BenHanson commented 8 months ago

There is also at least one subtlety. Bison will still generate code whether there are shift/reduce or reduce/reduce conflicts or not.

This mode of operation is available in parsertl if you pass in the address of a warning string to generator::build(), but if not then any conflicts raise an exception.

Be aware that as you are scraping grammars in the wild that it may well be the case that those grammars expect a certain level of conflicts.

Note that in the case of a reduce/reduce conflict then bison will favour the earlier rule in the conflict. This is currently unimplemented in parsertl (but would be easy to add).

mingodad commented 8 months ago

I'm looking through the lemon code and it does use precedence to omit/solve reduce/reduce conflicts:

}else if( apx->type==REDUCE && apy->type==REDUCE ){
    spx = apx->x.rp->precsym;
    spy = apy->x.rp->precsym;
    if( spx==0 || spy==0 || spx->prec<0 ||
    spy->prec<0 || spx->prec==spy->prec ){
      apy->type = RRCONFLICT;
      errcnt++;
    }else if( spx->prec>spy->prec ){
      apy->type = RD_RESOLVED;
    }else if( spx->prec<spy->prec ){
      apx->type = RD_RESOLVED;
    }
  }else{

I'll discuss this in the sqlite forum to see it's author point of view about this, but I do think that the bison way is better because a reduce/reduce conflict is telling that a leaf of the grammar will never be executed.

BenHanson commented 8 months ago

This is all good stuff. Just clarifying what the rules are really helps!

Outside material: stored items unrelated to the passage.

use super::super::provider::{
    FinishReason, LLMError, LLMProvider, LLMRequest, LLMResponse, MessageRole, ToolCall, Usage,
};
use crate::config::constants::defaults;
use async_trait::async_trait;
use reqwest::{Client as HttpClient, StatusCode};
use serde_json::{Value, json};

/// Chat-completions client for OpenAI and compatible endpoints
pub struct OpenAIProvider {
    api_key: String,
    http_client: HttpClient,
    base_url: String,
}

impl OpenAIProvider {
    pub fn new(api_key: String) -> Self {
        Self::with_base_url(api_key, defaults::DEFAULT_BASE_URL.to_string())
    }

    pub fn with_base_url(api_key: String, base_url: String) -> Self {
        Self {
            api_key,
            http_client: HttpClient::new(),
            base_url: base_url.trim_end_matches('/').to_string(),
        }
    }
}

#[async_trait]
impl LLMProvider for OpenAIProvider {
    fn name(&self) -> &str {
        "openai"
    }

    async fn generate(&self, request: LLMRequest) -> Result<LLMResponse, LLMError> {
        let openai_request = self.convert_to_openai_format(&request);

        let url = format!("{}/chat/completions", self.base_url);

        let response = self
            .http_client
            .post(&url)
            .bearer_auth(&self.api_key)
            .json(&openai_request)
            .send()
            .await
            .map_err(|e| LLMError::Network(e.to_string()))?;

        let status = response.status();
        if !status.is_success() {
            let error_text = response.text().await.unwrap_or_default();
            return Err(match status {
                StatusCode::UNAUTHORIZED | StatusCode::FORBIDDEN => {
                    LLMError::Authentication(format!("HTTP {status}: {error_text}"))
                }
                StatusCode::TOO_MANY_REQUESTS => LLMError::RateLimit,
                StatusCode::BAD_REQUEST => {
                    LLMError::InvalidRequest(format!("HTTP {status}: {error_text}"))
                }
                _ => LLMError::Provider(format!("HTTP {status}: {error_text}")),
            });
        }

        let openai_response: Value = response
            .json()
            .await
            .map_err(|e| LLMError::MalformedResponse(e.to_string()))?;

        self.convert_from_openai_format(openai_response)
    }
}

impl OpenAIProvider {
    fn convert_to_openai_format(&self, request: &LLMRequest) -> Value {
        let mut messages = Vec::new();

        for message in &request.messages {
            let mut msg = json!({
                "role": message.role.as_openai_str(),
                "content": message.content
            });

            if message.role == MessageRole::Tool {
                if let Some(tool_call_id) = &message.tool_call_id {
                    msg["tool_call_id"] = json!(tool_call_id);
                }
            }

            if let Some(tool_calls) = message.tool_calls.as_ref().filter(|calls| !calls.is_empty()) {
                if message.content.is_empty() {
                    msg["content"] = Value::Null;
                }
                msg["tool_calls"] = json!(tool_calls);
            }

            messages.push(msg);
        }

        let mut openai_request = json!({
            "model": request.model,
            "messages": messages
        });

        if let Some(temperature) = request.temperature {
            openai_request["temperature"] = json!(temperature);
        }

        if let Some(tools) = request.tools.as_ref().filter(|tools| !tools.is_empty()) {
            openai_request["tools"] = json!(tools);
        }

        openai_request
    }

    fn convert_from_openai_format(&self, response: Value) -> Result<LLMResponse, LLMError> {
        let choice = response["choices"]
            .as_array()
            .and_then(|choices| choices.first())
            .ok_or_else(|| LLMError::MalformedResponse("No choices in response".to_string()))?;

        let message = &choice["message"];
        let content = message["content"].as_str().map(|s| s.to_string());

        let tool_calls = match message["tool_calls"].as_array() {
            Some(calls) => Some(
                calls
                    .iter()
                    .map(parse_tool_call)
                    .collect::<Result<Vec<_>, _>>()?,
            ),
            None => None,
        };

        let usage = response["usage"].as_object().map(|u| Usage {
            prompt_tokens: u["prompt_tokens"].as_u64().unwrap_or(0) as u32,
            completion_tokens: u["completion_tokens"].as_u64().unwrap_or(0) as u32,
            total_tokens: u["total_tokens"].as_u64().unwrap_or(0) as u32,
        });

        let finish_reason = match choice["finish_reason"].as_str() {
            Some("stop") => FinishReason::Stop,
            Some("length") => FinishReason::Length,
            Some("tool_calls") => FinishReason::ToolCalls,
            Some("content_filter") => FinishReason::ContentFilter,
            Some(other) => FinishReason::Error(other.to_string()),
            None => FinishReason::Stop,
        };

        Ok(LLMResponse {
            content,
            tool_calls,
            usage,
            finish_reason,
        })
    }
}

fn parse_tool_call(call: &Value) -> Result<ToolCall, LLMError> {
    let id = call["id"]
        .as_str()
        .ok_or_else(|| LLMError::MalformedResponse("Tool call without id".to_string()))?;
    let name = call["function"]["name"]
        .as_str()
        .ok_or_else(|| LLMError::MalformedResponse(format!("Tool call {id} without name")))?;
    let arguments = call["function"]["arguments"].as_str().unwrap_or_default();

    Ok(ToolCall::function(
        id.to_string(),
        name.to_string(),
        arguments.to_string(),
    ))
}

#[cfg(test)]
mod tests {
    use super::*;
    use crate::llm::provider::{Message, ToolDefinition};
    use mockito::Matcher;

    fn request() -> LLMRequest {
        LLMRequest {
            messages: vec![
                Message::system("You are a file assistant.".to_string()),
                Message::user("make notes".to_string()),
                Message::assistant_with_tools(
                    String::new(),
                    vec![ToolCall::function(
                        "call_1".into(),
                        "create_file".into(),
                        r#"{"path":"n.md","content":"x"}"#.into(),
                    )],
                ),
                Message::tool_response("call_1".into(), "File created successfully: n.md".into()),
            ],
            tools: Some(vec![ToolDefinition::function(
                "create_file".into(),
                "Create a file".into(),
                json!({"type": "object"}),
            )]),
            model: "gpt-4o".to_string(),
            temperature: Some(0.5),
        }
    }

    #[test]
    fn request_uses_openai_wire_format() {
        let provider = OpenAIProvider::new("key".into());
        let body = provider.convert_to_openai_format(&request());

        assert_eq!(body["messages"][0]["role"], "system");
        assert_eq!(body["messages"][1]["role"], "user");
        assert_eq!(body["messages"][2]["content"], Value::Null);
        assert_eq!(body["messages"][2]["tool_calls"][0]["id"], "call_1");
        assert_eq!(body["messages"][2]["tool_calls"][0]["type"], "function");
        assert_eq!(body["messages"][3]["role"], "tool");
        assert_eq!(body["messages"][3]["tool_call_id"], "call_1");
        assert_eq!(body["tools"][0]["function"]["name"], "create_file");
        assert_eq!(body["temperature"], json!(0.5));
        assert_eq!(body["messages"].as_array().map(Vec::len), Some(4));
        assert!(body.get("max_tokens").is_none());
    }

    #[tokio::test]
    async fn parses_tool_calls_from_response() -> Result<(), LLMError> {
        let mut server = mockito::Server::new_async().await;
        let mock = server
            .mock("POST", "/chat/completions")
            .match_header("authorization", "Bearer test-key")
            .match_body(Matcher::PartialJson(json!({"model": "gpt-4o"})))
            .with_status(200)
            .with_header("content-type", "application/json")
            .with_body(
                json!({
                    "choices": [{
                        "message": {
                            "role": "assistant",
                            "content": null,
                            "tool_calls": [{
                                "id": "call_42",
                                "type": "function",
                                "function": {"name": "show_file", "arguments": "{\"path\":\"a.txt\"}"}
                            }]
                        },
                        "finish_reason": "tool_calls"
                    }],
                    "usage": {"prompt_tokens": 10, "completion_tokens": 5, "total_tokens": 15}
                })
                .to_string(),
            )
            .create_async()
            .await;

        let provider = OpenAIProvider::with_base_url("test-key".into(), server.url());
        let response = provider.generate(request()).await?;
        mock.assert_async().await;

        let calls = response.tool_calls.unwrap_or_default();
        assert_eq!(calls.len(), 1);
        assert_eq!(calls[0].id, "call_42");
        assert_eq!(calls[0].function.name, "show_file");
        assert_eq!(response.finish_reason, FinishReason::ToolCalls);
        assert!(response.content.is_none());
        assert_eq!(response.usage.map(|usage| usage.total_tokens), Some(15));
        Ok(())
    }

    #[tokio::test]
    async fn maps_http_errors() {
        let mut server = mockito::Server::new_async().await;
        let _unauthorized = server
            .mock("POST", "/chat/completions")
            .with_status(401)
            .with_body("{\"error\":\"bad key\"}")
            .create_async()
            .await;

        let provider = OpenAIProvider::with_base_url("wrong".into(), server.url());
        let result = provider.generate(request()).await;
        assert!(matches!(result, Err(LLMError::Authentication(_))));
    }

    #[tokio::test]
    async fn empty_choices_are_malformed() {
        let mut server = mockito::Server::new_async().await;
        let _empty = server
            .mock("POST", "/chat/completions")
            .with_status(200)
            .with_header("content-type", "application/json")
            .with_body("{\"choices\": []}")
            .create_async()
            .await;

        let provider = OpenAIProvider::with_base_url("key".into(), server.url());
        let result = provider.generate(request()).await;
        assert!(matches!(result, Err(LLMError::MalformedResponse(_))));
    }
}
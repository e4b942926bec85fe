//! Core trait for pluggable tools

use super::types::OperationResult;
use async_trait::async_trait;
use serde_json::Value;

/// A tool that can be registered alongside the built-in file operations
#[async_trait]
pub trait Tool: Send + Sync {
    /// Execute the tool with given arguments; failures are reported in the result
    async fn execute(&self, args: Value) -> OperationResult;

    fn name(&self) -> &'static str;

    fn description(&self) -> &'static str;

    /// JSON schema of the arguments object
    fn parameters(&self) -> Value;
}
//! Text renderings of operation results, as fed back to the reasoning engine

use crate::tools::types::{EntryKind, OperationResult};

pub type ResultFormatter = fn(&OperationResult) -> String;

fn error_text(result: &OperationResult) -> String {
    format!("Error: {}", result.message)
}

/// The result message, or `Error: <message>` on failure
pub fn format_status(result: &OperationResult) -> String {
    if result.success {
        result.message.clone()
    } else {
        error_text(result)
    }
}

pub fn format_show(result: &OperationResult) -> String {
    if !result.success {
        return error_text(result);
    }
    format!(
        "File contents of {}:\n\n{}",
        result.path.as_deref().unwrap_or_default(),
        result.content.as_deref().unwrap_or_default()
    )
}

pub fn format_listing(result: &OperationResult) -> String {
    if !result.success {
        return error_text(result);
    }

    let path = result.path.as_deref().unwrap_or(".");
    let entries = result.entries.as_deref().unwrap_or_default();
    if entries.is_empty() {
        return format!("Directory {path} is empty.");
    }

    let mut lines = vec![format!("Contents of {path}:")];
    for entry in entries {
        match entry.kind {
            EntryKind::File => lines.push(format!(
                "  📄 {} ({})",
                entry.name,
                entry.size_display.as_deref().unwrap_or("?")
            )),
            EntryKind::Directory => lines.push(format!("  📁 {}/", entry.name)),
        }
    }
    lines.join("\n")
}
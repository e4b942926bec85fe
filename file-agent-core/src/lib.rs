//! # file-agent-core
//!
//! Core library for `file-agent`, a natural-language assistant that creates,
//! edits, shows, deletes and lists files inside one working directory.
//!
//! - [`tools`]: the path guard, the five file operations and the tool registry
//! - [`agent`]: conversation state and the bounded reasoning/executing loop
//! - [`llm`]: the OpenAI-compatible chat-completions client
//! - [`config`]: TOML, `.env` and environment configuration
//! - [`prompts`]: the system instruction and format flags
//!
//! ```rust,no_run
//! use file_agent_core::agent::{AgentLoop, LlmReasoningEngine};
//! use file_agent_core::config::{AgentConfig, ConfigManager};
//! use file_agent_core::prompts::{FormatFlags, generate_system_instruction};
//! use file_agent_core::tools::{FileOps, ToolRegistry};
//!
//! # async fn demo() -> anyhow::Result<()> {
//! let workspace = std::env::current_dir()?;
//! let manager = ConfigManager::load_from_workspace(&workspace)?;
//! let config = AgentConfig::from_environment(manager.config(), workspace)?;
//!
//! let registry = ToolRegistry::new(FileOps::from_config(&config)?);
//! let engine = LlmReasoningEngine::from_config(&config)?;
//! let agent = AgentLoop::from_config(Box::new(engine), registry, &config);
//!
//! let prompt = generate_system_instruction(&FormatFlags::default());
//! let outcome = agent.run(&prompt, "Create a file: summary of chapter 3").await;
//! println!("{}", outcome.answer);
//! # Ok(())
//! # }
//! ```

pub mod agent;
pub mod config;
pub mod llm;
pub mod prompts;
pub mod tools;
pub mod utils;

pub use agent::{AgentLoop, RunOutcome, StopReason};
pub use config::{AgentConfig, ConfigManager};
pub use tools::{FileOps, OperationResult, ToolRegistry};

I'm going to look at the Levine book again for the precedence rules when it comes to associativity, as I'm suspicious my handling is incomplete there for shift/reduce errors.

mingodad commented 8 months ago

I posted this https://sqlite.org/forum/forumpost/9cb2fc0e6e11768c but it seems that I could not articulate properly the issue.

BenHanson commented 8 months ago

I posted this https://sqlite.org/forum/forumpost/9cb2fc0e6e11768c but it seems that I could not articulate properly the issue.

The point made by Richard Hipp is fair enough. Remember that the reason for supporting precedence in the first place is indeed to allow smaller (and faster) state machines to be constructed from a grammar.

When it comes to parsertl, I am happy to do the same as Bison.

BenHanson commented 8 months ago

Thinking about it, maybe we could have a flag for lemon mode.

That way you could have a directive that you could set and you wouldn't have to worry.

andreasabel commented 8 months ago

@BenHanson wrote:

I'm therefore assuming this is the valid fix.

Which fix does "this" refer here to?

BenHanson commented 8 months ago

Which fix does "this" refer here to?

Seemingly bison always treats reduce/reduce as an error regardless of what the precedence of the rules/tokens are.

parsertl was previously considering precedence in the reduce/reduce case, which appears to be what the lemon parser generator does also.

I'm wondering whether to default to the bison behaviour, but allow the lemon style behaviour with a flag. This reminds me of https://en.cppreference.com/w/cpp/regex/syntax_option_type BTW.

andreasabel commented 8 months ago

@BenHanson Thanks for the explanation! I am here because of the issue report for happy, the Haskell parser generator.

However, I find the counterexample given by bison unconvincing, so maybe bison does not implement the specs correctly (or happy has an improved implementation using the maximally consistent interpretation of the specs).

(Or, I made a mistake in my analysis.)